#### WHAT TO WORK ON
Wherever a line of the listing holds the string "datatype", copy that line.

___ WORKING DATA

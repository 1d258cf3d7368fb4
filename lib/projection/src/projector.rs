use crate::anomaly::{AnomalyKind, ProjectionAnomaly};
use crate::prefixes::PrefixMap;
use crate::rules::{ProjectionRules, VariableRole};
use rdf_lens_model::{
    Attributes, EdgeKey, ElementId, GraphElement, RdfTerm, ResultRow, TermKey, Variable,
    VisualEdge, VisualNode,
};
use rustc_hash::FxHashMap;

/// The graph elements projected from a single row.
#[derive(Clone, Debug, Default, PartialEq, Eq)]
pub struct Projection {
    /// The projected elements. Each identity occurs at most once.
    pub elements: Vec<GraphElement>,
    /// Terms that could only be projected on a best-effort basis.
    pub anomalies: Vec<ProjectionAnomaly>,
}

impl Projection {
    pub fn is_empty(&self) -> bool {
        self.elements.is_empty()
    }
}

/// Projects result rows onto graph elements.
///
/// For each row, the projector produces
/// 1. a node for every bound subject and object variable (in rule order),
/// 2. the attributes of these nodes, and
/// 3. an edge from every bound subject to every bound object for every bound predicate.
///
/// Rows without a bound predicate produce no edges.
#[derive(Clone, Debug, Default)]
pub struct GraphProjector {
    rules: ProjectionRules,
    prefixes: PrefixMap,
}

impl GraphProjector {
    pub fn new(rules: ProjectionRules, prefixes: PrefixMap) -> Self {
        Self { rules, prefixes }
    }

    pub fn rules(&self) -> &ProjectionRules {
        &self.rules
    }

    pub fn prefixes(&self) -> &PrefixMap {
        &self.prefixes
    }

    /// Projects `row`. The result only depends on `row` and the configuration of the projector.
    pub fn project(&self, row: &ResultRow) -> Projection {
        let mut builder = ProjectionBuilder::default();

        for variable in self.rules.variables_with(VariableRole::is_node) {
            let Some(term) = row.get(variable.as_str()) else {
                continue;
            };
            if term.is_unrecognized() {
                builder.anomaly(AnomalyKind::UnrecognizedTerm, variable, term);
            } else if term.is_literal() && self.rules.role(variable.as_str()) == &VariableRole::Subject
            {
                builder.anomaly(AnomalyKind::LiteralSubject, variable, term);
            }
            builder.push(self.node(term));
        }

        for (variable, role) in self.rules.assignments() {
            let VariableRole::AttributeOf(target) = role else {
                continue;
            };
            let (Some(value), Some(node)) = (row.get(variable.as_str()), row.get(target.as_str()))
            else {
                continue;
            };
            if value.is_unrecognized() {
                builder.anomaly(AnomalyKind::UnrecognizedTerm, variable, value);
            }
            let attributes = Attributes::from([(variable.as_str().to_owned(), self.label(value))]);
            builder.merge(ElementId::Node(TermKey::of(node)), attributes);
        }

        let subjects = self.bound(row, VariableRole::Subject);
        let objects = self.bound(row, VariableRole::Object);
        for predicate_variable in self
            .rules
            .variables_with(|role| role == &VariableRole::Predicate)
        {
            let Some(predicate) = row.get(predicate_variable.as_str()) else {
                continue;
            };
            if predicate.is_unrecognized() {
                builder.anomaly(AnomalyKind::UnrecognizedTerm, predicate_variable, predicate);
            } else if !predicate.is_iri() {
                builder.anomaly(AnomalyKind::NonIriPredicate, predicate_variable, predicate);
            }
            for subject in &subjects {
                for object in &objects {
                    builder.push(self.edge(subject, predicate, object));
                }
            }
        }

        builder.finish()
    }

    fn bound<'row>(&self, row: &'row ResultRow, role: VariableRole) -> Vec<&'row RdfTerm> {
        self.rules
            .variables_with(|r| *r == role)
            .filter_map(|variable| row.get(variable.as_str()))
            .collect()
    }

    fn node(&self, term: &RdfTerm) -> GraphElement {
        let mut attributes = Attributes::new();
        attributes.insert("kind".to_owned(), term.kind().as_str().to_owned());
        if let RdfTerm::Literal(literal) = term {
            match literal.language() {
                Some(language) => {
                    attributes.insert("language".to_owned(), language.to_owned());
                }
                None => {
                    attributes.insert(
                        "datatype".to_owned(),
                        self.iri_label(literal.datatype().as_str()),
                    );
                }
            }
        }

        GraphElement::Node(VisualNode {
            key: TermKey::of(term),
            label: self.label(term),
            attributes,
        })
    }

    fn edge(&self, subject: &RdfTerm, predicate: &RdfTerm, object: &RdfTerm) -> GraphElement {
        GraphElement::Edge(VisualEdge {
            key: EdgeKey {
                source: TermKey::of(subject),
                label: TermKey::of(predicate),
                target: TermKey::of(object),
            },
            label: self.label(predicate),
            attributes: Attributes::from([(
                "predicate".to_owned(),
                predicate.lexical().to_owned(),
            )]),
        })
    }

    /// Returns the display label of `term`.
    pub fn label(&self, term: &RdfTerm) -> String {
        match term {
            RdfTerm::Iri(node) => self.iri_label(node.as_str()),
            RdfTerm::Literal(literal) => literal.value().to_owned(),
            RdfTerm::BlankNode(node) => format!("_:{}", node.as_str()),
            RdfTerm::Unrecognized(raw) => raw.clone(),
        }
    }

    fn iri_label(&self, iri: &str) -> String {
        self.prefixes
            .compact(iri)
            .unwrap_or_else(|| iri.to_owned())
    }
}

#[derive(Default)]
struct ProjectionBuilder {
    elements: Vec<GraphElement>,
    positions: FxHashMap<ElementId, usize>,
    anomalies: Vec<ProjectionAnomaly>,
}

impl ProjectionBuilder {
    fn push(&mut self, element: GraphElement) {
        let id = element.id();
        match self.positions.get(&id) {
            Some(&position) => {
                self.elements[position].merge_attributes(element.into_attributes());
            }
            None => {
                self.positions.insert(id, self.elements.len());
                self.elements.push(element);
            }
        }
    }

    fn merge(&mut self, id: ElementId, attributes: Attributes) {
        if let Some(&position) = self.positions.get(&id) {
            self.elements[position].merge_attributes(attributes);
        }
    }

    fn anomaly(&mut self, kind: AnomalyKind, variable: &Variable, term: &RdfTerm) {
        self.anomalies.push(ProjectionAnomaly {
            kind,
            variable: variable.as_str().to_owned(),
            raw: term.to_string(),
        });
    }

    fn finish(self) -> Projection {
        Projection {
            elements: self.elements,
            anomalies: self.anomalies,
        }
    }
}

______
___ WORKING DATA

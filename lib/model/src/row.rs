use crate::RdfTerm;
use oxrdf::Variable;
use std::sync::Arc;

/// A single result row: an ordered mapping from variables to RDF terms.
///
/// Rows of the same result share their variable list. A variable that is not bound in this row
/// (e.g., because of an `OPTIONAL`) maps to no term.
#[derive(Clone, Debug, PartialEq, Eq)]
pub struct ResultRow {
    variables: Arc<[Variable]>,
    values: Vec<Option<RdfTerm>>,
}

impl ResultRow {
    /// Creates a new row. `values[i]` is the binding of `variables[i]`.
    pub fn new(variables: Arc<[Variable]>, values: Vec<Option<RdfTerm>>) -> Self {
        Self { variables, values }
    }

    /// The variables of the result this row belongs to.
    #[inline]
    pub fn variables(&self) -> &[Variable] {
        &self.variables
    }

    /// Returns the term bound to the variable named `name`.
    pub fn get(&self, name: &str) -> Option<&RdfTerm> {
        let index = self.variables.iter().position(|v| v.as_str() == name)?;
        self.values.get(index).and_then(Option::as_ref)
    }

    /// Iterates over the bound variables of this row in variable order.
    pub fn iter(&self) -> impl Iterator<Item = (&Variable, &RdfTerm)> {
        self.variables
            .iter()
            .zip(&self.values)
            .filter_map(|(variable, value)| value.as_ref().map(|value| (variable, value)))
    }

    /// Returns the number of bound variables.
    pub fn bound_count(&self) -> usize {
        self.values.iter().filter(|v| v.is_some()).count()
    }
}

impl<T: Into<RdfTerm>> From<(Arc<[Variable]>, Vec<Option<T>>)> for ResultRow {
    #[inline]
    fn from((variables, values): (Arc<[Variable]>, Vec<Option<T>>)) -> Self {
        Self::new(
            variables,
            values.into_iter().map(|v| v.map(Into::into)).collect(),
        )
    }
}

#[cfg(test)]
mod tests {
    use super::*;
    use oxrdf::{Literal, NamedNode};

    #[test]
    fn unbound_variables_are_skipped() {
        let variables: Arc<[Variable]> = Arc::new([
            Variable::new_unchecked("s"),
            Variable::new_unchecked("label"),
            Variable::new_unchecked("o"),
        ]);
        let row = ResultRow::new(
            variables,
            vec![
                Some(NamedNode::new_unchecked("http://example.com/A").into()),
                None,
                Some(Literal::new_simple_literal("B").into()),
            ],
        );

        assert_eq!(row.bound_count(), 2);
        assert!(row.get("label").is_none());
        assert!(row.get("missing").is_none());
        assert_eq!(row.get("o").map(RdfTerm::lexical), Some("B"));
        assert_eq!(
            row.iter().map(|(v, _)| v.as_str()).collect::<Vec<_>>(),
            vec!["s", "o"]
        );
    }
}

______

#### YOUR SOLUTION
                        "datatype".to_owned(),
                        self.iri_label(literal.datatype().as_str()),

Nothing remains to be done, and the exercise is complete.